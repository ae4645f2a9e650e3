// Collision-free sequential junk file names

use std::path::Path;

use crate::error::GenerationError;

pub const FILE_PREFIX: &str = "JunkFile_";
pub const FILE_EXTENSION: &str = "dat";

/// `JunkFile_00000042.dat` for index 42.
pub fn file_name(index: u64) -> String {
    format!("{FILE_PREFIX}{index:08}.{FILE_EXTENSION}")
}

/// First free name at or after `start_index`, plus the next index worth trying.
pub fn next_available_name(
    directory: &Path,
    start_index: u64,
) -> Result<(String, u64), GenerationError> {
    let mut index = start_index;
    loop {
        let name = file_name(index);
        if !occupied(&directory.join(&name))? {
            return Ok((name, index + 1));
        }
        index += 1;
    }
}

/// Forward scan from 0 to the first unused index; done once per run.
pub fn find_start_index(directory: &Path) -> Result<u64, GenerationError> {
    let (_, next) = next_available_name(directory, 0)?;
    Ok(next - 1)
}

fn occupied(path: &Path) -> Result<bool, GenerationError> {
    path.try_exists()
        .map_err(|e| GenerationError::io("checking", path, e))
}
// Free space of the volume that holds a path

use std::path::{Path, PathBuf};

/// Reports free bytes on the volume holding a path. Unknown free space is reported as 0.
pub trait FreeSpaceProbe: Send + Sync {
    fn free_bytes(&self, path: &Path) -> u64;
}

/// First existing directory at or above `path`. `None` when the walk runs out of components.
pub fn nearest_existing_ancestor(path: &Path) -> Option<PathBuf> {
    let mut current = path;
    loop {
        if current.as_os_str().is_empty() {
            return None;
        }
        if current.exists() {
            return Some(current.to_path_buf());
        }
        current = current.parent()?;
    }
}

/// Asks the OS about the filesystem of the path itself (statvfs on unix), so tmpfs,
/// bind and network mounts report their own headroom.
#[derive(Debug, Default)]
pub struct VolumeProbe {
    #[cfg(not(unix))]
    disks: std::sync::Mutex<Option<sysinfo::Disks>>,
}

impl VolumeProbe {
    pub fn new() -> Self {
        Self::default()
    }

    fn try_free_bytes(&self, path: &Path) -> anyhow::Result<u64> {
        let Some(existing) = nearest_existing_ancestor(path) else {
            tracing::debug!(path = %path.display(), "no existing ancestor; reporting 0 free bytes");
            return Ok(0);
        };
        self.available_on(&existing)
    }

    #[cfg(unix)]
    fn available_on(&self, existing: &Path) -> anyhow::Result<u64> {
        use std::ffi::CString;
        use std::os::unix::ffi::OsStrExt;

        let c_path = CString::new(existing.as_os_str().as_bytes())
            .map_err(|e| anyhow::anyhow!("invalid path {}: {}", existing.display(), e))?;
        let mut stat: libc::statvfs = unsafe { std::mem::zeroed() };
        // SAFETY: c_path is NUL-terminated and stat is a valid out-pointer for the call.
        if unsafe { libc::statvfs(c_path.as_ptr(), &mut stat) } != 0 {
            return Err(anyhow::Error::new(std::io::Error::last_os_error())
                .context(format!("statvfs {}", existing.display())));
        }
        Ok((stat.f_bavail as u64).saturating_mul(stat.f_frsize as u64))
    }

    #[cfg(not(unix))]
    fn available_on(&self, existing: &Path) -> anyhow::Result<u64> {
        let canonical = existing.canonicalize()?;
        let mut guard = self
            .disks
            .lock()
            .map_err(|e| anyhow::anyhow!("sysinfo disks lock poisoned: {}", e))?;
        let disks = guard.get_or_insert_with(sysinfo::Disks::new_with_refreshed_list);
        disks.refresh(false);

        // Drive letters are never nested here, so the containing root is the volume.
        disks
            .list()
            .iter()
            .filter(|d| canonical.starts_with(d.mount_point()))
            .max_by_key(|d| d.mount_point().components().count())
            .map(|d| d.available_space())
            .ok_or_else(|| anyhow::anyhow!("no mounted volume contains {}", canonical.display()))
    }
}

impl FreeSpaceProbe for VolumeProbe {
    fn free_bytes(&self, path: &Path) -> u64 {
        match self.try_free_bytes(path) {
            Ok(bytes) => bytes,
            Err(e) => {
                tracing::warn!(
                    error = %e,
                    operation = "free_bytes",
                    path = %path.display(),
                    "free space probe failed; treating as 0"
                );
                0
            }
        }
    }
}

*Exercise prompt*. Please retype the whole of the material above exactly.

*Answer for the task*.
repository ae4645f2a9e650e3
// Collision-free sequential junk file names

use std::path::Path;

use crate::error::GenerationError;

pub const FILE_PREFIX: &str = "JunkFile_";
pub const FILE_EXTENSION: &str = "dat";

/// `JunkFile_00000042.dat` for index 42.
pub fn file_name(index: u64) -> String {
    format!("{FILE_PREFIX}{index:08}.{FILE_EXTENSION}")
}

/// First free name at or after `start_index`, plus the next index worth trying.
pub fn next_available_name(
    directory: &Path,
    start_index: u64,
) -> Result<(String, u64), GenerationError> {
    let mut index = start_index;
    loop {
        let name = file_name(index);
        if !occupied(&directory.join(&name))? {
            return Ok((name, index + 1));
        }
        index += 1;
    }
}

/// Forward scan from 0 to the first unused index; done once per run.
pub fn find_start_index(directory: &Path) -> Result<u64, GenerationError> {
    let (_, next) = next_available_name(directory, 0)?;
    Ok(next - 1)
}

fn occupied(path: &Path) -> Result<bool, GenerationError> {
    path.try_exists()
        .map_err(|e| GenerationError::io("checking", path, e))
}
// Free space of the volume that holds a path

use std::path::{Path, PathBuf};

/// Reports free bytes on the volume holding a path. Unknown free space is reported as 0.
pub trait FreeSpaceProbe: Send + Sync {
    fn free_bytes(&self, path: &Path) -> u64;
}

/// First existing directory at or above `path`. `None` when the walk runs out of components.
pub fn nearest_existing_ancestor(path: &Path) -> Option<PathBuf> {
    let mut current = path;
    loop {
        if current.as_os_str().is_empty() {
            return None;
        }
        if current.exists() {
            return Some(current.to_path_buf());
        }
        current = current.parent()?;
    }
}

/// Asks the OS about the filesystem of the path itself (statvfs on unix), so tmpfs,
/// bind and network mounts report their own headroom.
#[derive(Debug, Default)]
pub struct VolumeProbe {
    #[cfg(not(unix))]
    disks: std::sync::Mutex<Option<sysinfo::Disks>>,
}

impl VolumeProbe {
    pub fn new() -> Self {
        Self::default()
    }

    fn try_free_bytes(&self, path: &Path) -> anyhow::Result<u64> {
        let Some(existing) = nearest_existing_ancestor(path) else {
            tracing::debug!(path = %path.display(), "no existing ancestor; reporting 0 free bytes");
            return Ok(0);
        };
        self.available_on(&existing)
    }

    #[cfg(unix)]
    fn available_on(&self, existing: &Path) -> anyhow::Result<u64> {
        use std::ffi::CString;
        use std::os::unix::ffi::OsStrExt;

        let c_path = CString::new(existing.as_os_str().as_bytes())
            .map_err(|e| anyhow::anyhow!("invalid path {}: {}", existing.display(), e))?;
        let mut stat: libc::statvfs = unsafe { std::mem::zeroed() };
        // SAFETY: c_path is NUL-terminated and stat is a valid out-pointer for the call.
        if unsafe { libc::statvfs(c_path.as_ptr(), &mut stat) } != 0 {
            return Err(anyhow::Error::new(std::io::Error::last_os_error())
                .context(format!("statvfs {}", existing.display())));
        }
        Ok((stat.f_bavail as u64).saturating_mul(stat.f_frsize as u64))
    }

    #[cfg(not(unix))]
    fn available_on(&self, existing: &Path) -> anyhow::Result<u64> {
        let canonical = existing.canonicalize()?;
        let mut guard = self
            .disks
            .lock()
            .map_err(|e| anyhow::anyhow!("sysinfo disks lock poisoned: {}", e))?;
        let disks = guard.get_or_insert_with(sysinfo::Disks::new_with_refreshed_list);
        disks.refresh(false);

        // Drive letters are never nested here, so the containing root is the volume.
        disks
            .list()
            .iter()
            .filter(|d| canonical.starts_with(d.mount_point()))
            .max_by_key(|d| d.mount_point().components().count())
            .map(|d| d.available_space())
            .ok_or_else(|| anyhow::anyhow!("no mounted volume contains {}", canonical.display()))
    }
}

impl FreeSpaceProbe for VolumeProbe {
    fn free_bytes(&self, path: &Path) -> u64 {
        match self.try_free_bytes(path) {
            Ok(bytes) => bytes,
            Err(e) => {
                tracing::warn!(
                    error = %e,
                    operation = "free_bytes",
                    path = %path.display(),
                    "free space probe failed; treating as 0"
                );
                0
            }
        }
    }
}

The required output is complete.